It has taken me a while to get to writing this review. I read The Mysteries Of Pittsburgh over Christmas, sitting in front of the fireplace at my in-laws, with a little book nest beside me and snuggled up with the new teddy bear my husband got me, whom I have named Sasquatch. (He has Big Feet.) It was pretty much the ideal place to sit and read for a while, taking a break both from work and my dissertation.
The only other Michael Chabon book I have read is The Amazing Adventures of Kavalier and Clay, but that was enough to put him on my radar in a big way. In picking up this book, I was going back to his very early work, a coming-of-age-in-a-hot-summer tale of sexuality and transgression.
There's an interesting thing going on here with the prose. It's flowery at times - indeed, my husband picked the book up and read the first couple of pages and wrinkled his nose at it. However, Chabon has a neat knack for both having those flowery passages and then undercutting them with an offside observation that both points out and gently mocks the overwritten passages. It made me laugh out loud at least a couple of times.
The main character, Art, is working in Pittsburgh after finishing college (I think he's finished? Perhaps between years.) He's avoiding his father's world, or maybe his father wants to keep him out of it, or both. His father, it is gradually revealed, is rather more involved in organized crime than not. Over the summer, which exists in kind of a liminal space of working at bookshops, haunting the campus and hanging out with friends, Art does not so much discover who he is as discover how complicated a question that is.
Witnessing a fight over a young woman, he strikes up a conversation with Arthur (and how rare is it for two characters in fiction to have the same first name?) Lecomte, a young gay may who works at the campus library. Arthur is from Pittsburgh, in the midst of several on-again, off-again relationships, and makes his interest in Art as more than just a friend clear.It is initially something Art tries to ignore, as he wants the friendship without the attachment or the sex. Arthur brings along a suite of other friends, including a biker named Cleveland. Cleveland went to school with Arthur, has a tempestuous relationship with his girlfriend, and is a walking cloud of charismatic bad influence.

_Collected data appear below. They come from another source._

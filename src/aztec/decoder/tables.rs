/*
 * Copyright 2010 ZXing authors
 *
 * Licensed under the Apache License, Version 2.0 (the "License");
 * you may not use this file except in compliance with the License.
 * You may obtain a copy of the License at
 *
 *      http://www.apache.org/licenses/LICENSE-2.0
 *
 * Unless required by applicable law or agreed to in writing, software
 * distributed under the License is distributed on an "AS IS" BASIS,
 * WITHOUT WARRANTIES OR CONDITIONS OF ANY KIND, either express or implied.
 * See the License for the specific language governing permissions and
 * limitations under the License.
 */

/// The five character tables plus the binary escape, latched and
/// shifted between by control codes embedded in the tables themselves.
#[derive(Debug, Clone, Copy, PartialEq, Eq)]
pub(super) enum Table {
    Upper,
    Lower,
    Mixed,
    Punct,
    Digit,
    Binary,
}

/// What a table lookup produces: literal text, a permanent table
/// switch (latch), or a switch that reverts after the next character
/// (shift).
#[derive(Debug, Clone, Copy)]
pub(super) enum Entry {
    Str(&'static str),
    Latch(Table),
    Shift(Table),
}

pub(super) fn get_character(table: Table, code: usize) -> Entry {
    match table {
        Table::Upper => UPPER_TABLE[code],
        Table::Lower => LOWER_TABLE[code],
        Table::Mixed => MIXED_TABLE[code],
        Table::Punct => PUNCT_TABLE[code],
        Table::Digit => DIGIT_TABLE[code],
        Table::Binary => Entry::Str(""),
    }
}

const UPPER_TABLE: [Entry; 32] = [
    Entry::Shift(Table::Punct),
    Entry::Str(" "),
    Entry::Str("A"),
    Entry::Str("B"),
    Entry::Str("C"),
    Entry::Str("D"),
    Entry::Str("E"),
    Entry::Str("F"),
    Entry::Str("G"),
    Entry::Str("H"),
    Entry::Str("I"),
    Entry::Str("J"),
    Entry::Str("K"),
    Entry::Str("L"),
    Entry::Str("M"),
    Entry::Str("N"),
    Entry::Str("O"),
    Entry::Str("P"),
    Entry::Str("Q"),
    Entry::Str("R"),
    Entry::Str("S"),
    Entry::Str("T"),
    Entry::Str("U"),
    Entry::Str("V"),
    Entry::Str("W"),
    Entry::Str("X"),
    Entry::Str("Y"),
    Entry::Str("Z"),
    Entry::Latch(Table::Lower),
    Entry::Latch(Table::Mixed),
    Entry::Latch(Table::Digit),
    Entry::Shift(Table::Binary),
];

const LOWER_TABLE: [Entry; 32] = [
    Entry::Shift(Table::Punct),
    Entry::Str(" "),
    Entry::Str("a"),
    Entry::Str("b"),
    Entry::Str("c"),
    Entry::Str("d"),
    Entry::Str("e"),
    Entry::Str("f"),
    Entry::Str("g"),
    Entry::Str("h"),
    Entry::Str("i"),
    Entry::Str("j"),
    Entry::Str("k"),
    Entry::Str("l"),
    Entry::Str("m"),
    Entry::Str("n"),
    Entry::Str("o"),
    Entry::Str("p"),
    Entry::Str("q"),
    Entry::Str("r"),
    Entry::Str("s"),
    Entry::Str("t"),
    Entry::Str("u"),
    Entry::Str("v"),
    Entry::Str("w"),
    Entry::Str("x"),
    Entry::Str("y"),
    Entry::Str("z"),
    Entry::Shift(Table::Upper),
    Entry::Latch(Table::Mixed),
    Entry::Latch(Table::Digit),
    Entry::Shift(Table::Binary),
];

const MIXED_TABLE: [Entry; 32] = [
    Entry::Shift(Table::Punct),
    Entry::Str(" "),
    Entry::Str("\u{1}"),
    Entry::Str("\u{2}"),
    Entry::Str("\u{3}"),
    Entry::Str("\u{4}"),
    Entry::Str("\u{5}"),
    Entry::Str("\u{6}"),
    Entry::Str("\u{7}"),
    Entry::Str("\u{8}"),
    Entry::Str("\t"),
    Entry::Str("\n"),
    Entry::Str("\u{B}"),
    Entry::Str("\u{C}"),
    Entry::Str("\r"),
    Entry::Str("\u{1B}"),
    Entry::Str("\u{1C}"),
    Entry::Str("\u{1D}"),
    Entry::Str("\u{1E}"),
    Entry::Str("\u{1F}"),
    Entry::Str("@"),
    Entry::Str("\\"),
    Entry::Str("^"),
    Entry::Str("_"),
    Entry::Str("`"),
    Entry::Str("|"),
    Entry::Str("~"),
    Entry::Str("\u{7F}"),
    Entry::Latch(Table::Lower),
    Entry::Latch(Table::Upper),
    Entry::Latch(Table::Punct),
    Entry::Shift(Table::Binary),
];

const PUNCT_TABLE: [Entry; 32] = [
    Entry::Str(""),
    Entry::Str("\r"),
    Entry::Str("\r\n"),
    Entry::Str(". "),
    Entry::Str(", "),
    Entry::Str(": "),
    Entry::Str("!"),
    Entry::Str("\""),
    Entry::Str("#"),
    Entry::Str("$"),
    Entry::Str("%"),
    Entry::Str("&"),
    Entry::Str("'"),
    Entry::Str("("),
    Entry::Str(")"),
    Entry::Str("*"),
    Entry::Str("+"),
    Entry::Str(","),
    Entry::Str("-"),
    Entry::Str("."),
    Entry::Str("/"),
    Entry::Str(":"),
    Entry::Str(";"),
    Entry::Str("<"),
    Entry::Str("="),
    Entry::Str(">"),
    Entry::Str("?"),
    Entry::Str("["),
    Entry::Str("]"),
    Entry::Str("{"),
    Entry::Str("}"),
    Entry::Latch(Table::Upper),
];

const DIGIT_TABLE: [Entry; 16] = [
    Entry::Shift(Table::Punct),
    Entry::Str(" "),
    Entry::Str("0"),
    Entry::Str("1"),
    Entry::Str("2"),
    Entry::Str("3"),
    Entry::Str("4"),
    Entry::Str("5"),
    Entry::Str("6"),
    Entry::Str("7"),
    Entry::Str("8"),
    Entry::Str("9"),
    Entry::Str(","),
    Entry::Str("."),
    Entry::Latch(Table::Upper),
    Entry::Shift(Table::Upper),
];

And then of course, there's Phlox, a young woman who also works at the library, dislikes what she sees as Arthur's choice of homosexuality, dresses as though she's trying on a different image every week, and wants to date Art.
Art drifts through his summer, intersecting with all these people, but in the end, oscillating between Phlox and Arthur, both of whom have hooks in him. He's occasionally pulled headlong by Cleveland into interactions with his father's world, even though he never really wanted to see it.
In the end The Mysteries of Pittsburgh isn't anywhere as good as The Amazing Adventures of Kavalier and Clay, but isn't that what we want to see from authors? That they grow and develop? There's certainly enough here to make it worth a read, although it's not a classic.
The only other Michael Chabon book I have read is The Amazing Adventures of Kavalier and Clay, but that was enough to put him on my radar in a big way. In picking up this book, I was going back to his very early work, a coming-of-age-in-a-hot-summer tale of sexuality and transgression.
There's an interesting thing going on here with the prose. It's flowery at times - indeed, my husband picked the book up and read the first couple of pages and wrinkled his nose at it. However, Chabon has a neat knack for both having those flowery passages and then undercutting them with an offside observation that both points out and gently mocks the overwritten passages. It made me laugh out loud at least a couple of times.
The main character, Art, is working in Pittsburgh after finishing college (I think he's finished? Perhaps between years.) He's avoiding his father's world, or maybe his father wants to keep him out of it, or both. His father, it is gradually revealed, is rather more involved in organized crime than not. Over the summer, which exists in kind of a liminal space of working at bookshops, haunting the campus and hanging out with friends, Art does not so much discover who he is as discover how complicated a question that is.
Witnessing a fight over a young woman, he strikes up a conversation with Arthur (and how rare is it for two characters in fiction to have the same first name?) Lecomte, a young gay may who works at the campus library. Arthur is from Pittsburgh, in the midst of several on-again, off-again relationships, and makes his interest in Art as more than just a friend clear.It is initially something Art tries to ignore, as he wants the friendship without the attachment or the sex. Arthur brings along a suite of other friends, including a biker named Cleveland. Cleveland went to school with Arthur, has a tempestuous relationship with his girlfriend, and is a walking cloud of charismatic bad influence.
And then of course, there's Phlox, a young woman who also works at the library, dislikes what she sees as Arthur's choice of homosexuality, dresses as though she's trying on a different image every week, and wants to date Art.
Art drifts through his summer, intersecting with all these people, but in the end, oscillating between Phlox and Arthur, both of whom have hooks in him. He's occasionally pulled headlong by Cleveland into interactions with his father's world, even though he never really wanted to see it.
In the end The Mysteries of Pittsburgh isn't anywhere as good as The Amazing Adventures of Kavalier and Clay, but isn't that what we want to see from authors? That they grow and develop? There's certainly enough here to make it worth a read, although it's not a classic.